Task directions: Restate the entries word for word, leaving nothing out.

Supplied information:
↓↓↓

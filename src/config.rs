//! Run configuration: YAML file, then CLI overrides.

use anyhow::{bail, Context, Result};
use serde::{Deserialize, Serialize};
use std::path::{Path, PathBuf};
use std::time::Duration;

use crate::process::policy::{DefaultValues, FillPolicy, RoutingPolicy, ValidationPolicy};
use crate::storage::normalize_prefix;

/// The four prefixes of the bucket layout.
#[derive(Debug, Clone, PartialEq, Eq, Serialize, Deserialize)]
#[serde(default)]
pub struct Prefixes {
    pub input: String,
    pub clean: String,
    pub error: String,
    pub done: String,
}

impl Default for Prefixes {
    fn default() -> Self {
        Self {
            input: "input/".into(),
            clean: "clean/".into(),
            error: "error/".into(),
            done: "done/".into(),
        }
    }
}

impl Prefixes {
    fn normalized(&self) -> Result<Self> {
        let p = Self {
            input: normalize_prefix(&self.input),
            clean: normalize_prefix(&self.clean),
            error: normalize_prefix(&self.error),
            done: normalize_prefix(&self.done),
        };
        let all = [&p.input, &p.clean, &p.error, &p.done];
        if all.iter().any(|s| s.is_empty()) {
            bail!("prefixes must not be empty: {:?}", p);
        }
        for (i, a) in all.iter().enumerate() {
            for b in &all[i + 1..] {
                if a.starts_with(b.as_str()) || b.starts_with(a.as_str()) {
                    bail!("prefixes `{a}` and `{b}` overlap");
                }
            }
        }
        Ok(p)
    }
}

#[derive(Debug, Clone, PartialEq, Eq, Serialize, Deserialize)]
#[serde(default)]
pub struct PipelineConfig {
    pub bucket: String,
    /// Falls back to `GOOGLE_CLOUD_PROJECT`, then to the credentials' project.
    pub project: Option<String>,
    pub dataset: String,
    pub table: String,
    pub location: Option<String>,
    pub prefixes: Prefixes,
    pub fill_policy: FillPolicy,
    /// Reject the whole file on any invalid row.
    pub strict_file_mode: bool,
    pub write_empty_artifacts: bool,
    /// Delete the input once its routed outputs are verified.
    pub consume_input: bool,
    pub defaults: DefaultValues,
    pub staging_dir: Option<PathBuf>,
    pub ledger_dir: Option<PathBuf>,
    pub poll_interval_ms: u64,
}

impl Default for PipelineConfig {
    fn default() -> Self {
        Self {
            bucket: String::new(),
            project: None,
            dataset: String::new(),
            table: "transactions".into(),
            location: None,
            prefixes: Prefixes::default(),
            fill_policy: FillPolicy::default(),
            strict_file_mode: false,
            write_empty_artifacts: false,
            consume_input: true,
            defaults: DefaultValues::default(),
            staging_dir: None,
            ledger_dir: None,
            poll_interval_ms: 1_000,
        }
    }
}

impl PipelineConfig {
    pub fn from_yaml_str(yaml: &str) -> Result<Self> {
        let cfg: Self = serde_yaml::from_str(yaml).context("parsing pipeline config")?;
        cfg.finish()
    }

    pub fn from_file(path: &Path) -> Result<Self> {
        let text = std::fs::read_to_string(path)
            .with_context(|| format!("reading config {}", path.display()))?;
        Self::from_yaml_str(&text).with_context(|| format!("in {}", path.display()))
    }

    /// Normalise prefixes and fill `project` from the environment.
    pub fn finish(mut self) -> Result<Self> {
        self.prefixes = self.prefixes.normalized()?;
        if self.project.is_none() {
            self.project = std::env::var("GOOGLE_CLOUD_PROJECT")
                .ok()
                .filter(|p| !p.is_empty());
        }
        if self.poll_interval_ms == 0 {
            bail!("poll_interval_ms must be positive");
        }
        Ok(self)
    }

    pub fn validation_policy(&self) -> ValidationPolicy {
        ValidationPolicy {
            fill: self.fill_policy,
            routing: RoutingPolicy::from_strict_file_mode(self.strict_file_mode),
            defaults: self.defaults.clone(),
        }
    }

    pub fn poll_interval(&self) -> Duration {
        Duration::from_millis(self.poll_interval_ms)
    }

    /// Settings the cloud backends cannot run without.
    pub fn require_cloud(&self) -> Result<()> {
        if self.bucket.is_empty() {
            bail!("`bucket` is required for the gcs backend");
        }
        if self.dataset.is_empty() {
            bail!("`dataset` is required for the gcs backend");
        }
        Ok(())
    }
}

↑↑↑

Your response:
filename src/config.rs
//! Run configuration: YAML file, then CLI overrides.

use anyhow::{bail, Context, Result};
use serde::{Deserialize, Serialize};
use std::path::{Path, PathBuf};
use std::time::Duration;

use crate::process::policy::{DefaultValues, FillPolicy, RoutingPolicy, ValidationPolicy};
use crate::storage::normalize_prefix;

/// The four prefixes of the bucket layout.
#[derive(Debug, Clone, PartialEq, Eq, Serialize, Deserialize)]
#[serde(default)]
pub struct Prefixes {
    pub input: String,
    pub clean: String,
    pub error: String,
    pub done: String,
}

impl Default for Prefixes {
    fn default() -> Self {
        Self {
            input: "input/".into(),
            clean: "clean/".into(),
            error: "error/".into(),
            done: "done/".into(),
        }
    }
}

impl Prefixes {
    fn normalized(&self) -> Result<Self> {
        let p = Self {
            input: normalize_prefix(&self.input),
            clean: normalize_prefix(&self.clean),
            error: normalize_prefix(&self.error),
            done: normalize_prefix(&self.done),
        };
        let all = [&p.input, &p.clean, &p.error, &p.done];
        if all.iter().any(|s| s.is_empty()) {
            bail!("prefixes must not be empty: {:?}", p);
        }
        for (i, a) in all.iter().enumerate() {
            for b in &all[i + 1..] {
                if a.starts_with(b.as_str()) || b.starts_with(a.as_str()) {
                    bail!("prefixes `{a}` and `{b}` overlap");
                }
            }
        }
        Ok(p)
    }
}

#[derive(Debug, Clone, PartialEq, Eq, Serialize, Deserialize)]
#[serde(default)]
pub struct PipelineConfig {
    pub bucket: String,
    /// Falls back to `GOOGLE_CLOUD_PROJECT`, then to the credentials' project.
    pub project: Option<String>,
    pub dataset: String,
    pub table: String,
    pub location: Option<String>,
    pub prefixes: Prefixes,
    pub fill_policy: FillPolicy,
    /// Reject the whole file on any invalid row.
    pub strict_file_mode: bool,
    pub write_empty_artifacts: bool,
    /// Delete the input once its routed outputs are verified.
    pub consume_input: bool,
    pub defaults: DefaultValues,
    pub staging_dir: Option<PathBuf>,
    pub ledger_dir: Option<PathBuf>,
    pub poll_interval_ms: u64,
}

impl Default for PipelineConfig {
    fn default() -> Self {
        Self {
            bucket: String::new(),
            project: None,
            dataset: String::new(),
            table: "transactions".into(),
            location: None,
            prefixes: Prefixes::default(),
            fill_policy: FillPolicy::default(),
            strict_file_mode: false,
            write_empty_artifacts: false,
            consume_input: true,
            defaults: DefaultValues::default(),
            staging_dir: None,
            ledger_dir: None,
            poll_interval_ms: 1_000,
        }
    }
}

impl PipelineConfig {
    pub fn from_yaml_str(yaml: &str) -> Result<Self> {
        let cfg: Self = serde_yaml::from_str(yaml).context("parsing pipeline config")?;
        cfg.finish()
    }

    pub fn from_file(path: &Path) -> Result<Self> {
        let text = std::fs::read_to_string(path)
            .with_context(|| format!("reading config {}", path.display()))?;
        Self::from_yaml_str(&text).with_context(|| format!("in {}", path.display()))
    }

    /// Normalise prefixes and fill `project` from the environment.
    pub fn finish(mut self) -> Result<Self> {
        self.prefixes = self.prefixes.normalized()?;
        if self.project.is_none() {
            self.project = std::env::var("GOOGLE_CLOUD_PROJECT")
                .ok()
                .filter(|p| !p.is_empty());
        }
        if self.poll_interval_ms == 0 {
            bail!("poll_interval_ms must be positive");
        }
        Ok(self)
    }

    pub fn validation_policy(&self) -> ValidationPolicy {
        ValidationPolicy {
            fill: self.fill_policy,
            routing: RoutingPolicy::from_strict_file_mode(self.strict_file_mode),
            defaults: self.defaults.clone(),
        }
    }

    pub fn poll_interval(&self) -> Duration {
        Duration::from_millis(self.poll_interval_ms)
    }

    /// Settings the cloud backends cannot run without.
    pub fn require_cloud(&self) -> Result<()> {
        if self.bucket.is_empty() {
            bail!("`bucket` is required for the gcs backend");
        }
        if self.dataset.is_empty() {
            bail!("`dataset` is required for the gcs backend");
        }
        Ok(())
    }
}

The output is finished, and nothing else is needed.